Ahmet Fazıl Yenice is an archtist who produces in the fields of placemaking, public programming, event-experience design, visual communication, storytelling, and curatorship. After getting a degree in architecture in 2020 from İstanbul Technical University, he has made it a principle not to take part in formations that do not contribute to people, animals, cities and nature in any way, and he has been continuing his professional career for over 2 years at ŞANALarc. Besides as an artist, he tries to engage with people or other actors, residents, or elements of the urban environment while exploring ephemeral situations, unique circumstances, and contextual experiences happening in the city. His works revolve around various formats such as projection, commentary, ode, or criticism through visual and curatorial narratives or design tools for public life and social settings. In this direction, he continues producing to excite, wonder, inform and inspire people and himself.
At the same time, they are self-reflective experiences that infiltrate the layers of the mind and mediate the reflection of concentrated and ready-to-overflow emotion thoughts on the paper plane.
They are projective processes triggered by random coincidences, and they tell us about us via us, that is, they form our usself-projections. In this context, the Usself-projection exhibition aims to explore the enigmatic world of the collage which is a creative act of turning the subconscious upside down from different perspectives.
The pandemic process, which we have slowly started to leave behind, has led to some awareness for all of us. During this time, we all had to stay in our homes. We were left alone with ourselves and in consequence, we returned to ourselves. We dived deep into our subconscious and confronted ourselves. The search moved into the house, and the house moved into us. The need for self-expression has become more dominant than ever before. This process reminded us once again of the importance of selfness issue. As Ursula K. Le Guin points out: “All of us have to learn how to invent our lives, make them up, imagine them. We need to be taught these skills; we need guides to show us how. If we don't, our lives get made up for us by other people.”1. In daily life, various methods are used for the discovery and experience of the self. In order to reveal this potential, some write, some draw, some play, some sing, some listen, and some dance. In this context, collages which are the result of an uninterrupted flow from our minds to our hands, appear as a very effective meditative activity that triggers self-discovery. The collage technique, which started its adventure as a combination of various found visual materials that already exist and got together through some physical interventions, has succeeded in creating its own world with the help of its dynamic nature over time. This multi-layered ritual, which has its own preliminary processes such as collecting and accumulating, and the level of experience it offers, has made it inevitable to turn into a self-expression tool by exceeding the limits of its practical but equally effective technique.
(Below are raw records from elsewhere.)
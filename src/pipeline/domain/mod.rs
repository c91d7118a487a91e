pub mod analysis;
pub mod detection;
pub mod settings;

pub use analysis::{AnalysisResult, PipelineStage, RunStatus};
pub use detection::{BoundingBox, Detection};
pub use settings::{DetectionMode, PipelineSettings, PromptVerbosity};
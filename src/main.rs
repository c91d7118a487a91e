use clap::Parser;
use screen2prompt::config::Configuration;
use screen2prompt::error::AppError;
use screen2prompt::pipeline::{DetectionMode, PromptPipeline, RunStatus};
use screen2prompt::ScreenCapture;
use std::path::PathBuf;
use std::process::ExitCode;
use tracing::{info, warn, Level};

#[derive(Parser)]
#[command(name = "screen2prompt")]
#[command(about = "Turn a UI screenshot into a build prompt for code-generation models")]
struct Args {
    /// Screenshot to analyze (PNG, JPEG, GIF or WebP)
    image: PathBuf,

    /// TOML configuration file
    #[arg(long, short = 'c', env = "SCREEN2PROMPT_CONFIG")]
    config: Option<PathBuf>,

    /// Maximum number of components to detect
    #[arg(long)]
    cap: Option<usize>,

    /// Prompt verbosity: concise or extensive
    #[arg(long)]
    verbosity: Option<String>,

    /// Detection mode: llm or whole-image
    #[arg(long)]
    mode: Option<String>,

    /// Print the full result as JSON
    #[arg(long)]
    json: bool,

    /// Debug-level logging
    #[arg(long, short = 'v')]
    verbose: bool,
}

fn init_logging(verbose: bool) {
    let level = if verbose { Level::DEBUG } else { Level::INFO };
    tracing_subscriber::fmt()
        .with_max_level(level)
        .with_writer(std::io::stderr)
        .init();
}

#[tokio::main]
async fn main() -> Result<ExitCode, AppError> {
    let args = Args::parse();
    init_logging(args.verbose);

    let configuration = Configuration::load(args.config.as_deref())?;
    let mut pipeline = PromptPipeline::builder(configuration).build()?;

    if let Some(mode) = args.mode.as_deref() {
        pipeline.set_detection_mode(mode.parse::<DetectionMode>()?);
    }
    if let Some(level) = args.verbosity.as_deref() {
        pipeline.set_prompt_verbosity(level)?;
    }
    let cap = args.cap.unwrap_or(pipeline.detection_cap());

    let image = ScreenCapture::open(&args.image).await?;
    info!(
        "Loaded {} ({:?}) at {}",
        args.image.display(),
        image.dimensions(),
        image.captured_at().format("%H:%M:%S")
    );

    let result = pipeline.run_pipeline(&image, cap).await;
    if !result.is_completed() {
        warn!("Run finished with status {:?}", result.status);
    }

    if args.json {
        println!("{}", serde_json::to_string_pretty(&result)?);
    } else {
        println!("{}", result.final_prompt);
    }

    match result.status {
        RunStatus::Failed { .. } => Ok(ExitCode::FAILURE),
        _ => Ok(ExitCode::SUCCESS),
    }
}
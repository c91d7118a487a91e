pub mod processor;

pub use processor::{ImageProcessor, RasterImageProcessor};
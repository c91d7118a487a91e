use super::describe_image;
use crate::common::capture::ScreenCapture;
use crate::config::StageTuning;
use crate::network::gateway::ModelGateway;
use crate::pipeline::orchestration::stage_outcome::StageOutcome;
use crate::pipeline::prompts::{ACTIVITY_SYSTEM_PROMPT, ACTIVITY_USER_PROMPT};
use std::sync::Arc;
use tracing::instrument;

pub const ACTIVITY_DESCRIPTION_UNAVAILABLE: &str =
    "Activity description unavailable: the on-screen activity could not be described.";

pub struct ActivityDescriber {
    gateway: Arc<dyn ModelGateway>,
    tuning: StageTuning,
}

impl ActivityDescriber {
    pub fn new(gateway: Arc<dyn ModelGateway>, tuning: StageTuning) -> Self {
        Self { gateway, tuning }
    }

    #[instrument(skip_all, fields(stage = "activity_description"))]
    pub async fn describe(&self, image: &ScreenCapture) -> StageOutcome<String> {
        describe_image(
            self.gateway.as_ref(),
            "Activity description",
            ACTIVITY_SYSTEM_PROMPT,
            ACTIVITY_USER_PROMPT,
            self.tuning,
            image,
            ACTIVITY_DESCRIPTION_UNAVAILABLE,
        )
        .await
    }
}
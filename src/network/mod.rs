pub mod credentials;
pub mod gateway;
pub mod http_gateway;
pub mod provider;
pub mod request;
pub mod service;

#[cfg(test)]
pub(crate) mod testing;

pub use credentials::{CredentialMap, CredentialStore, ProviderCredentials};
pub use gateway::ModelGateway;
pub use http_gateway::HttpGateway;
pub use provider::{ProviderKind, ProviderStrategy};
pub use request::ModelRequest;
pub use service::{GatewayService, TimedGateway};
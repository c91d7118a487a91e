use crate::common::capture::ScreenCapture;

/// One multimodal request to a model provider.
#[derive(Debug, Clone)]
pub struct ModelRequest {
    pub system_prompt: Option<String>,
    pub user_prompt: String,
    pub temperature: f32,
    pub want_json: bool,
    pub max_output_tokens: u32,
    pub image: Option<ScreenCapture>,
}

impl ModelRequest {
    pub fn new(user_prompt: impl Into<String>) -> Self {
        Self {
            system_prompt: None,
            user_prompt: user_prompt.into(),
            temperature: 0.1,
            want_json: false,
            max_output_tokens: 1024,
            image: None,
        }
    }

    pub fn system(mut self, system_prompt: impl Into<String>) -> Self {
        self.system_prompt = Some(system_prompt.into());
        self
    }

    pub fn temperature(mut self, temperature: f32) -> Self {
        self.temperature = temperature;
        self
    }

    /// Asks the provider to constrain output to a JSON object. Advisory only:
    /// callers still have to parse defensively.
    pub fn json(mut self, want_json: bool) -> Self {
        self.want_json = want_json;
        self
    }

    pub fn max_output_tokens(mut self, max_output_tokens: u32) -> Self {
        self.max_output_tokens = max_output_tokens;
        self
    }

    pub fn image(mut self, image: ScreenCapture) -> Self {
        self.image = Some(image);
        self
    }

    pub fn is_system(&self, system_prompt: &str) -> bool {
        self.system_prompt.as_deref() == Some(system_prompt)
    }
}
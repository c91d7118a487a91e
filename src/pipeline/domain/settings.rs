use crate::error::AppError;
use serde::{Deserialize, Serialize};
use std::fmt;
use std::str::FromStr;

/// How components are found before per-component analysis.
#[derive(Debug, Clone, Copy, PartialEq, Eq, Default, Serialize, Deserialize)]
#[serde(rename_all = "kebab-case")]
pub enum DetectionMode {
    /// Ask the vision model to enumerate components.
    #[default]
    Llm,
    /// Skip detection and treat the whole screenshot as one component.
    WholeImage,
}

impl FromStr for DetectionMode {
    type Err = AppError;

    fn from_str(s: &str) -> Result<Self, Self::Err> {
        match s.trim().to_ascii_lowercase().as_str() {
            "llm" => Ok(DetectionMode::Llm),
            "whole-image" | "whole_image" => Ok(DetectionMode::WholeImage),
            other => Err(AppError::InvalidArgument(format!(
                "unknown detection mode '{other}'"
            ))),
        }
    }
}

impl fmt::Display for DetectionMode {
    fn fmt(&self, f: &mut fmt::Formatter<'_>) -> fmt::Result {
        match self {
            DetectionMode::Llm => write!(f, "llm"),
            DetectionMode::WholeImage => write!(f, "whole-image"),
        }
    }
}

/// Which synthesis template the final prompt is built from.
#[derive(Debug, Clone, Copy, PartialEq, Eq, Default, Serialize, Deserialize)]
#[serde(rename_all = "lowercase")]
pub enum PromptVerbosity {
    #[default]
    Concise,
    Extensive,
}

impl FromStr for PromptVerbosity {
    type Err = AppError;

    fn from_str(s: &str) -> Result<Self, Self::Err> {
        match s {
            "concise" => Ok(PromptVerbosity::Concise),
            "extensive" => Ok(PromptVerbosity::Extensive),
            other => Err(AppError::InvalidArgument(format!(
                "prompt verbosity must be 'concise' or 'extensive', got '{other}'"
            ))),
        }
    }
}

impl fmt::Display for PromptVerbosity {
    fn fmt(&self, f: &mut fmt::Formatter<'_>) -> fmt::Result {
        match self {
            PromptVerbosity::Concise => write!(f, "concise"),
            PromptVerbosity::Extensive => write!(f, "extensive"),
        }
    }
}

/// Caller-owned run settings, snapshotted at the start of every run.
#[derive(Debug, Clone, Copy, PartialEq, Eq, Default, Serialize, Deserialize)]
pub struct PipelineSettings {
    pub detection_mode: DetectionMode,
    pub verbosity: PromptVerbosity,
}

impl PipelineSettings {
    pub fn set_detection_mode(&mut self, mode: DetectionMode) {
        self.detection_mode = mode;
    }

    /// Leaves the current verbosity untouched when `level` is not recognized.
    pub fn set_prompt_verbosity(&mut self, level: &str) -> Result<(), AppError> {
        self.verbosity = level.parse()?;
        Ok(())
    }
}

#[cfg(test)]
mod tests {
    use super::*;

    #[test]
    fn defaults_are_llm_and_concise() {
        let settings = PipelineSettings::default();
        assert_eq!(settings.detection_mode, DetectionMode::Llm);
        assert_eq!(settings.verbosity, PromptVerbosity::Concise);
    }

    #[test]
    fn invalid_verbosity_is_rejected_and_previous_value_kept() {
        let mut settings = PipelineSettings::default();
        settings.set_prompt_verbosity("extensive").unwrap();

        let err = settings.set_prompt_verbosity("invalid").unwrap_err();
        assert!(matches!(err, AppError::InvalidArgument(_)));
        assert_eq!(settings.verbosity, PromptVerbosity::Extensive);
    }

    #[test]
    fn detection_mode_parses_both_spellings() {
        assert_eq!("whole_image".parse::<DetectionMode>().unwrap(), DetectionMode::WholeImage);
        assert_eq!("LLM".parse::<DetectionMode>().unwrap(), DetectionMode::Llm);
        assert!("yolo".parse::<DetectionMode>().is_err());
    }
}
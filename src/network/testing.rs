use super::gateway::ModelGateway;
use super::request::ModelRequest;
use crate::error::GatewayError;
use async_trait::async_trait;
use std::sync::Mutex;

type Responder = Box<dyn Fn(&ModelRequest) -> Result<String, GatewayError> + Send + Sync>;

/// In-memory gateway that answers from a closure and records every request.
pub(crate) struct ScriptedGateway {
    responder: Responder,
    calls: Mutex<Vec<ModelRequest>>,
}

impl ScriptedGateway {
    pub(crate) fn new<F>(responder: F) -> Self
    where
        F: Fn(&ModelRequest) -> Result<String, GatewayError> + Send + Sync + 'static,
    {
        Self {
            responder: Box::new(responder),
            calls: Mutex::new(Vec::new()),
        }
    }

    pub(crate) fn replying(text: &str) -> Self {
        let text = text.to_string();
        Self::new(move |_| Ok(text.clone()))
    }

    pub(crate) fn failing(status_code: u16) -> Self {
        Self::new(move |_| {
            Err(GatewayError::Provider {
                status_code,
                body: "scripted failure".into(),
            })
        })
    }

    pub(crate) fn calls(&self) -> Vec<ModelRequest> {
        self.calls.lock().unwrap().clone()
    }

    pub(crate) fn calls_with_system(&self, system_prompt: &str) -> Vec<ModelRequest> {
        self.calls()
            .into_iter()
            .filter(|r| r.is_system(system_prompt))
            .collect()
    }
}

#[async_trait]
impl ModelGateway for ScriptedGateway {
    async fn invoke(&self, request: ModelRequest) -> Result<String, GatewayError> {
        let response = (self.responder)(&request);
        self.calls.lock().unwrap().push(request);
        response
    }

    fn name(&self) -> &'static str {
        "scripted"
    }
}
use super::metrics::RunMetrics;
use super::state::{Analyzed, Captured, Described, Detected, ProcessingState};
use crate::common::capture::ScreenCapture;
use crate::pipeline::domain::analysis::{AnalysisResult, RunStatus};
use crate::pipeline::domain::detection::Detection;
use crate::pipeline::domain::settings::PipelineSettings;
use std::time::Instant;
use uuid::Uuid;

// RunContext with compile-time stage tracking via the state parameter
pub struct RunContext<S> {
    capture: ScreenCapture,
    source_dimensions: (u32, u32),
    settings: PipelineSettings,
    metrics: RunMetrics,
    processing_start: Instant,
    state: S,
}

impl<S: ProcessingState> RunContext<S> {
    pub fn capture(&self) -> &ScreenCapture {
        &self.capture
    }

    pub fn settings(&self) -> &PipelineSettings {
        &self.settings
    }

    pub fn metrics(&self) -> &RunMetrics {
        &self.metrics
    }

    pub fn metrics_mut(&mut self) -> &mut RunMetrics {
        &mut self.metrics
    }

    pub fn run_id(&self) -> Uuid {
        self.metrics.run_id()
    }

    pub fn stage_name(&self) -> &'static str {
        S::state_name()
    }

    /// Per-axis factor from the working image to the image the run started
    /// with. `(1.0, 1.0)` unless the capture was swapped for a resized one.
    pub fn source_scale(&self) -> (f32, f32) {
        let (source_width, source_height) = self.source_dimensions;
        let (width, height) = self.capture.dimensions();
        (
            axis_scale(source_width, width),
            axis_scale(source_height, height),
        )
    }

    /// Consumes the context, keeping only the finalized metrics.
    pub fn into_metrics(mut self) -> RunMetrics {
        self.metrics.finalize(self.processing_start);
        self.metrics
    }

    /// Finalized copy of the metrics so far, for runs that stop early.
    pub fn snapshot_metrics(&self) -> RunMetrics {
        let mut metrics = self.metrics.clone();
        metrics.finalize(self.processing_start);
        metrics
    }

    fn advance<T>(self, state: T) -> RunContext<T> {
        RunContext {
            capture: self.capture,
            source_dimensions: self.source_dimensions,
            settings: self.settings,
            metrics: self.metrics,
            processing_start: self.processing_start,
            state,
        }
    }
}

impl RunContext<Captured> {
    pub fn new(capture: ScreenCapture, settings: PipelineSettings) -> Self {
        Self {
            source_dimensions: capture.dimensions(),
            capture,
            settings,
            metrics: RunMetrics::new(Uuid::new_v4()),
            processing_start: Instant::now(),
            state: Captured,
        }
    }

    /// Swaps the working image, e.g. after downscaling. Detections must
    /// still be reported in the original image's coordinates.
    pub fn with_capture(mut self, capture: ScreenCapture) -> Self {
        self.capture = capture;
        self
    }

    /// `detections` are in working-image pixels and are mapped back to the
    /// source image here.
    pub fn into_detected(self, detections: Vec<Detection>) -> RunContext<Detected> {
        let (scale_x, scale_y) = self.source_scale();
        let detections = detections
            .into_iter()
            .map(|detection| detection.rescaled(scale_x, scale_y))
            .collect();
        self.advance(Detected { detections })
    }
}

impl RunContext<Detected> {
    pub fn detections(&self) -> &[Detection] {
        &self.state.detections
    }

    pub fn into_described(
        self,
        design_summary: String,
        activity_summary: String,
    ) -> RunContext<Described> {
        let Detected { detections } = self.state;
        RunContext {
            capture: self.capture,
            source_dimensions: self.source_dimensions,
            settings: self.settings,
            metrics: self.metrics,
            processing_start: self.processing_start,
            state: Described {
                detections,
                design_summary,
                activity_summary,
            },
        }
    }
}

impl RunContext<Described> {
    pub fn detections(&self) -> &[Detection] {
        &self.state.detections
    }

    pub fn design_summary(&self) -> &str {
        &self.state.design_summary
    }

    pub fn activity_summary(&self) -> &str {
        &self.state.activity_summary
    }

    /// `component_summaries` must line up with the detections by position.
    pub fn into_analyzed(self, component_summaries: Vec<String>) -> RunContext<Analyzed> {
        debug_assert_eq!(component_summaries.len(), self.state.detections.len());
        let Described {
            detections,
            design_summary,
            activity_summary,
        } = self.state;
        RunContext {
            capture: self.capture,
            source_dimensions: self.source_dimensions,
            settings: self.settings,
            metrics: self.metrics,
            processing_start: self.processing_start,
            state: Analyzed {
                detections,
                design_summary,
                activity_summary,
                component_summaries,
            },
        }
    }
}

impl RunContext<Analyzed> {
    pub fn detections(&self) -> &[Detection] {
        &self.state.detections
    }

    pub fn design_summary(&self) -> &str {
        &self.state.design_summary
    }

    pub fn activity_summary(&self) -> &str {
        &self.state.activity_summary
    }

    pub fn component_summaries(&self) -> &[String] {
        &self.state.component_summaries
    }

    pub fn into_result(mut self, final_prompt: String) -> AnalysisResult {
        self.metrics.finalize(self.processing_start);
        AnalysisResult {
            design_summary: self.state.design_summary,
            component_summaries: self.state.component_summaries,
            final_prompt,
            status: RunStatus::Completed,
            detections: self.state.detections,
            metrics: self.metrics,
        }
    }
}

fn axis_scale(source: u32, working: u32) -> f32 {
    if working == 0 {
        1.0
    } else {
        source as f32 / working as f32
    }
}

#[cfg(test)]
mod tests {
    use super::*;
    use crate::pipeline::domain::detection::BoundingBox;

    #[test]
    fn context_carries_results_through_every_state() {
        let ctx = RunContext::new(ScreenCapture::solid(8, 8), PipelineSettings::default());
        assert_eq!(ctx.stage_name(), "Captured");

        let ctx = ctx.into_detected(vec![Detection::new(
            "button",
            BoundingBox::new(1.0, 1.0, 2.0, 2.0),
            0.9,
            "Submit",
        )]);
        assert_eq!(ctx.detections().len(), 1);

        let ctx = ctx.into_described("design".into(), "activity".into());
        assert_eq!(ctx.design_summary(), "design");

        let ctx = ctx.into_analyzed(vec!["[Location: Submit]\n{}".into()]);
        assert_eq!(ctx.stage_name(), "Analyzed");

        let result = ctx.into_result("Build this app: x".into());
        assert!(result.is_completed());
        assert_eq!(result.component_summaries.len(), result.detections.len());
        assert_eq!(result.design_summary, "design");
    }

    #[test]
    fn detections_from_a_resized_capture_map_back_to_source() {
        let ctx = RunContext::new(ScreenCapture::solid(400, 200), PipelineSettings::default())
            .with_capture(ScreenCapture::solid(100, 50));
        assert_eq!(ctx.source_scale(), (4.0, 4.0));

        let ctx = ctx.into_detected(vec![Detection::new(
            "button",
            BoundingBox::new(10.0, 10.0, 50.0, 20.0),
            0.9,
            "Submit",
        )]);
        assert_eq!(
            ctx.detections()[0].bounding_box(),
            BoundingBox::new(40.0, 40.0, 200.0, 80.0)
        );
        // the working image is still the resized one
        assert_eq!(ctx.capture().dimensions(), (100, 50));
    }
}
use indexmap::IndexMap;
use serde::Serialize;
use std::time::{Duration, Instant};
use uuid::Uuid;

/// Timing for one pipeline stage.
#[derive(Debug, Clone, Copy, Default, Serialize)]
pub struct StageTiming {
    pub duration_ms: u64,
    pub model_calls: usize,
    pub degraded: bool,
}

/// Metrics collected during one pipeline run, in stage order.
#[derive(Debug, Clone, Serialize)]
pub struct RunMetrics {
    run_id: Uuid,
    stages: IndexMap<&'static str, StageTiming>,
    total_duration_ms: u64,
}

impl RunMetrics {
    pub fn new(run_id: Uuid) -> Self {
        Self {
            run_id,
            stages: IndexMap::new(),
            total_duration_ms: 0,
        }
    }

    pub fn record_stage(&mut self, stage: &'static str, duration: Duration, model_calls: usize, degraded: bool) {
        self.stages.insert(
            stage,
            StageTiming {
                duration_ms: duration.as_millis() as u64,
                model_calls,
                degraded,
            },
        );
    }

    pub fn finalize(&mut self, start_time: Instant) {
        self.total_duration_ms = start_time.elapsed().as_millis() as u64;
    }

    pub fn run_id(&self) -> Uuid {
        self.run_id
    }

    pub fn stage(&self, stage: &str) -> Option<&StageTiming> {
        self.stages.get(stage)
    }

    pub fn stage_names(&self) -> impl Iterator<Item = &'static str> + '_ {
        self.stages.keys().copied()
    }

    pub fn total_model_calls(&self) -> usize {
        self.stages.values().map(|s| s.model_calls).sum()
    }

    pub fn total_duration_ms(&self) -> u64 {
        self.total_duration_ms
    }
}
Collages bring together the dispersed concepts floating in our minds and give them a clear meaning. In this way, they mediate the confrontation with ourselves. This confrontation can also be thought of as a momentary printout of the images that we have built-in our minds. The result obtained here does not correspond to a definite and fixed answer. Its lifespan is only as long as a reflection, but it is as clear as it is. At the same time, a collage's ability to make and break again and again supports its success in reflecting the fluidity of the self and the turbulent atmosphere of the mind. Considering our dynamic nature, these spontaneous self-reflections can be seen as steps of progress. On this wise, our deepest dreams, nightmares, anxieties, traumas, memories, emotions, and thoughts all turn into materials in our hands and take on the task of being our storytellers. These stories, which ostensibly sprout from individual issues are actually not far from being familiar to us, so we can easily associate ourselves. The strong bond that the collage can establish with its audience is perhaps the result of the empathy that it can easily construct. In this way, collage gains the quality of a collective thinking and production practice that touches everyone and is touched by everyone. Today, with the development of digital media and technologies, this technique is taking firm steps forward to become an effective communication model, perhaps more than ever before,
by diversifying and enriching without losing anything from its simple and powerful cut-and-paste logic. While doing this, it manages to preserve its mysterious aura and continues to make us question and think about it.
It may be wrong if we say that this is the only reality of collages, but they can be easily approached from such a direction. Even if we go one step further and stretch our limits of perception a little, it is possible to see the world, nature, cities, houses, us, and even our lives as elaborate collages. Based on all of these, the exhibition puts the audience in the middle of a paradoxical collage sequence that takes place in the collective mind of the curator and artists. By opening the conceptual issues of collage through some individual states such as being found, being at home, and being alone, it invites you to experience the collage in an exhibition setup positioned between reality and imagination and calls out:
Here is our home, here is our subconscious. Here, we are alone and crowded. Here, we are free and captive. Here, we are quiet and loud. Here, we are at the beginning and at the end. There are too many questions but no answers. Who are we? Who we are? We are who. We are just us.
“Because life is not an answer, it’s a question; only you can find the answer.”2
References
1. K., L. G. U. (1976). Very far away from anywhere else. Harcourt, Inc.
2. Ursula, L. G. (2004). The wave in the mind: talks and essays on the writer, the reader, and the imagination. Shambhala, Boston.